Panes de molde sin corteza, tapas de carrillera que se pueden cortar con la cuchara, yogures con sabor a fresa pero sin la posibilidad de encontrarte la textura de la fruta por ninguna parte. Entre eso y la tendencia a añadir sabores dulces a todo lo imaginable comenzamos una galopada hacia la infantilización del paladar. De ahí el éxito de los platos de foie con compotas de frutas: aparte de una evidente pátina de lujo es blandito y viene servido con cosas dulzonas ¿Qué puede fallar?

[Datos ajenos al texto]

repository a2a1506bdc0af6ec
mod common;
use serde::Serialize;

use super::capacity::has_remaining;
use super::domain::{Mentor, Stage, Student};
use super::policy::Policy;

/// Survivor count after one pipeline stage.
#[derive(Debug, Clone, Copy, PartialEq, Eq, Serialize)]
pub struct StageCount {
    pub stage: Stage,
    pub survivors: usize,
}

/// Result of running the eligibility filters for a single student.
#[derive(Debug, Clone, PartialEq, Eq)]
pub struct FilterOutcome {
    /// Pool indices that passed every eligibility stage.
    pub survivors: Vec<usize>,
    /// Counts for the stages that actually ran.
    pub stage_counts: Vec<StageCount>,
    /// Stage that emptied the candidate set, if any.
    pub exhausted_at: Option<Stage>,
}

/// Whether the school stage passes every candidate for this student.
pub fn school_is_wildcard(student: &Student, policy: &Policy) -> bool {
    policy.school_wildcard() && student.profile.get(Stage::School).is_missing_or_zero()
}

/// Predicate shared by the filter pipeline and the trace builder.
pub(crate) fn stage_admits(stage: Stage, mentor: &Mentor, student: &Student, policy: &Policy) -> bool {
    match stage {
        Stage::CapacityGate => has_remaining(mentor),
        Stage::School if school_is_wildcard(student, policy) => true,
        stage => student.profile.get(stage).matches(mentor.profile.get(stage)),
    }
}

/// Apply the seven eligibility filters in canonical order, stopping as soon
/// as the candidate set is empty.
pub fn filter_candidates(pool: &[Mentor], student: &Student, policy: &Policy) -> FilterOutcome {
    let mut survivors: Vec<usize> = (0..pool.len()).collect();
    let mut stage_counts = Vec::with_capacity(Stage::ELIGIBILITY.len());
    let mut exhausted_at = None;

    for stage in Stage::ELIGIBILITY {
        survivors.retain(|&index| stage_admits(stage, &pool[index], student, policy));
        stage_counts.push(StageCount {
            stage,
            survivors: survivors.len(),
        });

        if survivors.is_empty() {
            exhausted_at = Some(stage);
            break;
        }
    }

    FilterOutcome {
        survivors,
        stage_counts,
        exhausted_at,
    }
}
use std::cmp::Ordering;

use super::normalizer::fold_digits;

/// Comparison key that treats embedded digit runs as numbers.
///
/// `"EMP-2"` orders before `"EMP-10"` because the trailing runs compare as
/// `2 < 10` rather than character by character. Keys that tokenize
/// identically (for example `"EMP-02"` and `"EMP-2"`) fall back to the raw
/// identifier so the order stays total.
#[derive(Debug, Clone, PartialEq, Eq)]
pub struct NaturalKey {
    tokens: Vec<Token>,
    raw: String,
}

#[derive(Debug, Clone, PartialEq, Eq, PartialOrd, Ord)]
enum Token {
    // Digit runs are stored without leading zeros; comparing (len, digits)
    // equals numeric comparison for arbitrarily long runs.
    Number { len: usize, digits: String },
    Text(String),
}

impl NaturalKey {
    pub fn new(identifier: &str) -> Self {
        let folded = fold_digits(identifier.trim());
        let mut tokens = Vec::new();
        let mut current = String::new();
        let mut in_digits = false;

        for ch in folded.chars() {
            let is_digit = ch.is_ascii_digit();
            if !current.is_empty() && is_digit != in_digits {
                tokens.push(Token::from_run(&current, in_digits));
                current.clear();
            }
            in_digits = is_digit;
            current.push(ch);
        }
        if !current.is_empty() {
            tokens.push(Token::from_run(&current, in_digits));
        }

        Self {
            tokens,
            raw: folded,
        }
    }

    pub fn as_str(&self) -> &str {
        &self.raw
    }
}

impl Token {
    fn from_run(run: &str, digits: bool) -> Self {
        if digits {
            let trimmed = run.trim_start_matches('0');
            Token::Number {
                len: trimmed.len(),
                digits: trimmed.to_string(),
            }
        } else {
            Token::Text(run.to_lowercase())
        }
    }
}

impl Ord for NaturalKey {
    fn cmp(&self, other: &Self) -> Ordering {
        self.tokens
            .cmp(&other.tokens)
            .then_with(|| self.raw.cmp(&other.raw))
    }
}

impl PartialOrd for NaturalKey {
    fn partial_cmp(&self, other: &Self) -> Option<Ordering> {
        Some(self.cmp(other))
    }
}

pub fn natural_key(identifier: &str) -> NaturalKey {
    NaturalKey::new(identifier)
}

#[cfg(test)]
mod tests {
    use super::*;
    use proptest::prelude::*;

    #[test]
    fn digit_runs_compare_numerically() {
        assert!(natural_key("EMP-2") < natural_key("EMP-10"));
        assert!(natural_key("a9b") < natural_key("a10a"));
        assert!(natural_key("EMP-10") > natural_key("EMP-9"));
    }

    #[test]
    fn leading_zeros_do_not_change_magnitude() {
        assert!(natural_key("EMP-002") < natural_key("EMP-10"));
        assert_ne!(natural_key("EMP-02"), natural_key("EMP-2"));
    }

    #[test]
    fn persian_digits_sort_like_ascii() {
        assert!(natural_key("EMP-۲") < natural_key("EMP-10"));
    }

    #[test]
    fn numbers_order_before_text_at_the_same_position() {
        assert!(natural_key("1abc") < natural_key("abc"));
    }

    proptest! {
        #[test]
        fn numeric_suffix_order_matches_numeric_order(
            prefix in "[A-Za-z-]{0,6}",
            a in 0u64..1_000_000,
            b in 0u64..1_000_000,
        ) {
            let left = natural_key(&format!("{prefix}{a}"));
            let right = natural_key(&format!("{prefix}{b}"));
            prop_assert_eq!(left.cmp(&right), a.cmp(&b));
        }
    }
}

Dando por sentado el primero de los tres pilares que comentaba más arriba –la seguridad- estábamos renunciando a la mitad de lo que define a un plato o a un producto. Estábamos, conscientemente, quedándonos a medias con la experiencia. Todo muy blando, muy tierno, sin apenas esfuerzo para masticar, de comer con cuchara, si queríamos. Pero estábamos perdiendo lo que un conocido mío definía como “el placer de la mordida”: un corte de carne, una textura; pescados suaves junto a otros más firmes y alguno más de carnes gelatinosas; verduras crocantes, panes con migas prietas frente a hogazas de migas alveoladas, casi gelatinosas. Diversidad. De sabores, pero también de texturas, de sensaciones táctiles.

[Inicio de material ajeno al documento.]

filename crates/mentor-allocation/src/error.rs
use crate::config::ConfigError;
use crate::telemetry::TelemetryError;
use crate::workflows::allocation::{AllocationError, PolicyError};
use crate::workflows::counter::CounterError;
use std::fmt;

#[derive(Debug)]
pub enum AppError {
    Config(ConfigError),
    Telemetry(TelemetryError),
    Io(std::io::Error),
    Csv(csv::Error),
    Json(serde_json::Error),
    Policy(PolicyError),
    Allocation(AllocationError),
    Counter(CounterError),
}

impl AppError {
    /// Process exit code; policy problems are distinguished from data problems.
    pub fn exit_code(&self) -> u8 {
        match self {
            AppError::Config(_) | AppError::Telemetry(_) => 2,
            AppError::Policy(_) => 3,
            AppError::Allocation(_) | AppError::Counter(_) | AppError::Csv(_) => 4,
            AppError::Io(_) | AppError::Json(_) => 1,
        }
    }
}

impl fmt::Display for AppError {
    fn fmt(&self, f: &mut fmt::Formatter<'_>) -> fmt::Result {
        match self {
            AppError::Config(err) => write!(f, "configuration error: {}", err),
            AppError::Telemetry(err) => write!(f, "telemetry error: {}", err),
            AppError::Io(err) => write!(f, "io error: {}", err),
            AppError::Csv(err) => write!(f, "csv error: {}", err),
            AppError::Json(err) => write!(f, "json error: {}", err),
            AppError::Policy(err) => write!(f, "policy error: {}", err),
            AppError::Allocation(err) => write!(f, "allocation error: {}", err),
            AppError::Counter(err) => write!(f, "counter error: {}", err),
        }
    }
}

impl std::error::Error for AppError {
    fn source(&self) -> Option<&(dyn std::error::Error + 'static)> {
        match self {
            AppError::Config(err) => Some(err),
            AppError::Telemetry(err) => Some(err),
            AppError::Io(err) => Some(err),
            AppError::Csv(err) => Some(err),
            AppError::Json(err) => Some(err),
            AppError::Policy(err) => Some(err),
            AppError::Allocation(err) => Some(err),
            AppError::Counter(err) => Some(err),
        }
    }
}

impl From<ConfigError> for AppError {
    fn from(value: ConfigError) -> Self {
        Self::Config(value)
    }
}

impl From<TelemetryError> for AppError {
    fn from(value: TelemetryError) -> Self {
        Self::Telemetry(value)
    }
}

impl From<std::io::Error> for AppError {
    fn from(value: std::io::Error) -> Self {
        Self::Io(value)
    }
}

impl From<csv::Error> for AppError {
    fn from(value: csv::Error) -> Self {
        Self::Csv(value)
    }
}

impl From<serde_json::Error> for AppError {
    fn from(value: serde_json::Error) -> Self {
        Self::Json(value)
    }
}

impl From<PolicyError> for AppError {
    fn from(value: PolicyError) -> Self {
        Self::Policy(value)
    }
}

impl From<AllocationError> for AppError {
    fn from(value: AllocationError) -> Self {
        match value {
            AllocationError::Policy(err) => Self::Policy(err),
            other => Self::Allocation(other),
        }
    }
}

impl From<CounterError> for AppError {
    fn from(value: CounterError) -> Self {
        Self::Counter(value)
    }
}

#[cfg(test)]
mod tests {
    use super::*;
    use crate::workflows::allocation::TableKind;

    #[test]
    fn allocation_policy_errors_surface_as_policy_errors() {
        let error = AppError::from(AllocationError::Policy(PolicyError::MissingSection(
            "join_keys",
        )));
        assert!(matches!(error, AppError::Policy(_)));
        assert_eq!(error.exit_code(), 3);
    }

    #[test]
    fn display_keeps_domain_message() {
        let error = AppError::from(AllocationError::BlankIdentifier {
            table: TableKind::Pool,
            row: 4,
        });
        assert_eq!(
            error.to_string(),
            "allocation error: pool row 4 has a blank identifier"
        );
    }
}
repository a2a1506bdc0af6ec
use crate::cli::{AllocateArgs, CounterArgs, PolicyArgs};
use chrono::{Datelike, Local, NaiveDate};
use mentor_allocation::config::AppConfig;
use mentor_allocation::error::AppError;
use mentor_allocation::workflows::allocation::export::{
    write_allocations, write_log, write_pool, write_trace,
};
use mentor_allocation::workflows::allocation::{
    AllocationEngine, Policy, PolicyLoadMode, PolicyStore, Table,
};
use mentor_allocation::workflows::counter::{
    load_current_codes, load_prior_roster, load_roster, CounterAssigner, CounterAssignment,
};
use serde::Serialize;
use std::collections::BTreeMap;
use std::fs::{self, File};
use std::io::BufWriter;
use std::path::{Path, PathBuf};
use std::sync::Arc;
use tracing::{debug, info};

fn load_policy(args: &PolicyArgs, config: &AppConfig) -> Result<Arc<Policy>, AppError> {
    let path = args
        .policy
        .clone()
        .unwrap_or_else(|| config.policy.path.clone());
    let mode = if args.migrate {
        PolicyLoadMode::Migrate
    } else {
        config.policy.mode
    };
    Ok(PolicyStore::new(path, mode).load()?)
}

fn output_dir(out: Option<PathBuf>, config: &AppConfig) -> Result<PathBuf, AppError> {
    let directory = out.unwrap_or_else(|| config.output.directory.clone());
    fs::create_dir_all(&directory)?;
    Ok(directory)
}

fn create_output(directory: &Path, name: &str) -> Result<BufWriter<File>, AppError> {
    Ok(BufWriter::new(File::create(directory.join(name))?))
}

pub(crate) fn run_allocate(args: AllocateArgs, config: &AppConfig) -> Result<(), AppError> {
    let policy = load_policy(&args.policy, config)?;
    let students = Table::from_path(&args.students)?;
    let pool = Table::from_path(&args.pool)?;

    let engine = AllocationEngine::new(&policy);
    let mut progress = |percent: u8, message: &str| debug!(percent, "{message}");
    let outcome = engine.run_tables(&students, &pool, &mut progress)?;

    let directory = output_dir(args.out, config)?;
    write_allocations(create_output(&directory, "allocations.csv")?, &outcome.allocations)?;
    write_pool(create_output(&directory, "pool.csv")?, &outcome.pool)?;
    write_log(create_output(&directory, "log.csv")?, &outcome.logs)?;
    write_trace(create_output(&directory, "trace.csv")?, &outcome.trace)?;
    serde_json::to_writer_pretty(create_output(&directory, "summary.json")?, &outcome.summary)?;
    info!(directory = %directory.display(), "allocation outputs written");

    let summary = &outcome.summary;
    println!("Allocation batch (policy {})", summary.policy_version);
    println!(
        "- {} student(s): {} allocated | {} no eligible mentor | {} capacity full",
        summary.students, summary.allocated, summary.eligibility_no_match, summary.capacity_full
    );
    println!(
        "- {} mentor(s) with {} seat(s) remaining",
        summary.mentors, summary.remaining_capacity
    );
    println!("- outputs written to {}", directory.display());
    Ok(())
}

#[derive(Debug, Serialize)]
struct CounterRowView<'a> {
    row: usize,
    national_id: &'a str,
    gender: u8,
    registration_id: &'a str,
    source: &'static str,
}

impl<'a> From<&'a CounterAssignment> for CounterRowView<'a> {
    fn from(assignment: &'a CounterAssignment) -> Self {
        Self {
            row: assignment.row,
            national_id: assignment.national_id.as_str(),
            gender: assignment.gender.code(),
            registration_id: &assignment.registration_id,
            source: assignment.source.label(),
        }
    }
}

/// Academic years start on 1 Mehr (23 September); the label is the solar
/// year in which that day falls.
fn academic_year_for(date: NaiveDate) -> u16 {
    let starts_new_year = (date.month(), date.day()) >= (9, 23);
    let solar = if starts_new_year {
        date.year() - 621
    } else {
        date.year() - 622
    };
    u16::try_from(solar).unwrap_or_default()
}

pub(crate) fn run_counter(args: CounterArgs, config: &AppConfig) -> Result<(), AppError> {
    let policy = load_policy(&args.policy, config)?;
    let academic_year = args
        .year
        .or(config.academic_year)
        .unwrap_or_else(|| academic_year_for(args.as_of.unwrap_or_else(|| Local::now().date_naive())));

    let roster = load_roster(&Table::from_path(&args.roster)?)?;
    let prior = match &args.prior {
        Some(path) => load_prior_roster(&Table::from_path(path)?)?,
        None => BTreeMap::new(),
    };
    let current = match &args.current {
        Some(path) => load_current_codes(&Table::from_path(path)?)?,
        None => Vec::new(),
    };

    let assigner = CounterAssigner::new(academic_year, *policy.gender_codes())?;
    let batch = assigner.assign(&roster, &prior, &current)?;

    let directory = output_dir(args.out, config)?;
    let mut writer = csv::Writer::from_writer(create_output(&directory, "counters.csv")?);
    for assignment in &batch.assignments {
        writer.serialize(CounterRowView::from(assignment))?;
    }
    writer.flush()?;
    serde_json::to_writer_pretty(
        create_output(&directory, "counter_summary.json")?,
        &batch.summary,
    )?;
    info!(directory = %directory.display(), "counter outputs written");

    println!(
        "Registration ids for academic year {} ({} row(s))",
        academic_year, batch.summary.rows
    );
    for bucket in &batch.summary.genders {
        println!(
            "- {} ({}): {} reused | {} minted | {} repeated | next sequence {}",
            bucket.gender.label(),
            bucket.gender_code,
            bucket.reused,
            bucket.minted,
            bucket.memoized,
            bucket.next_sequence
        );
    }
    Ok(())
}

pub(crate) fn run_policy_check(args: PolicyArgs, config: &AppConfig) -> Result<(), AppError> {
    let policy = load_policy(&args, config)?;

    println!("Policy {} is valid", policy.version());
    println!("- join keys: {}", policy.join_keys().join(", "));
    println!("- ranking: {}", policy.ranking_chain());
    println!("- capacity column: {}", policy.capacity_column());
    println!(
        "- school wildcard: {}",
        if policy.school_wildcard() { "on" } else { "off" }
    );
    for warning in policy.migration_warnings() {
        println!("- migrated: {warning}");
    }
    Ok(())
}

#[cfg(test)]
mod tests {
    use super::*;

    #[test]
    fn academic_year_turns_over_on_first_of_mehr() {
        let before = NaiveDate::from_ymd_opt(2025, 9, 22).expect("valid date");
        let after = NaiveDate::from_ymd_opt(2025, 9, 23).expect("valid date");
        assert_eq!(academic_year_for(before), 1403);
        assert_eq!(academic_year_for(after), 1404);
        let spring = NaiveDate::from_ymd_opt(2026, 4, 1).expect("valid date");
        assert_eq!(academic_year_for(spring), 1404);
    }
}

De pequeño, en casa de mis padres, yo era de los que empezaba los moletes de pan por la suela. No sabía que tenían que ver con una cocción correcta, de esas que ya no abundan, pero yo quería comenzar por ahí, encontrarme esa resistencia de aroma tostado, ir mordiendo hasta una miga ligera y sólo al final encontrarme con una corteza leve y quebradiza. Era de los que, en navidad, en las reuniones familiares, disfrutaba del jamón que se iba cortando en casa de mi abuelo, pero esperaba con ansiedad el momento en el que empezaran a cortar lascas del codillo, más fibroso, más duro, pero igualmente interesante. Siempre me ha gustado tanto la parte central de una empanada, con su relleno jugoso y su masa tenue, como la rosca crujiente de su cierre exterior en la que se concentra el sabor del pan con un deje del aroma del relleno y una mordida que, si la empanada es buena, resulta siempre memorable. Y en el pulpo, si es posible, tres texturas: la piel gelatinosa, la capa exterior de la carne del tentáculo, razonablemente blanda, y el alma del bocado, con un punto de resistencia.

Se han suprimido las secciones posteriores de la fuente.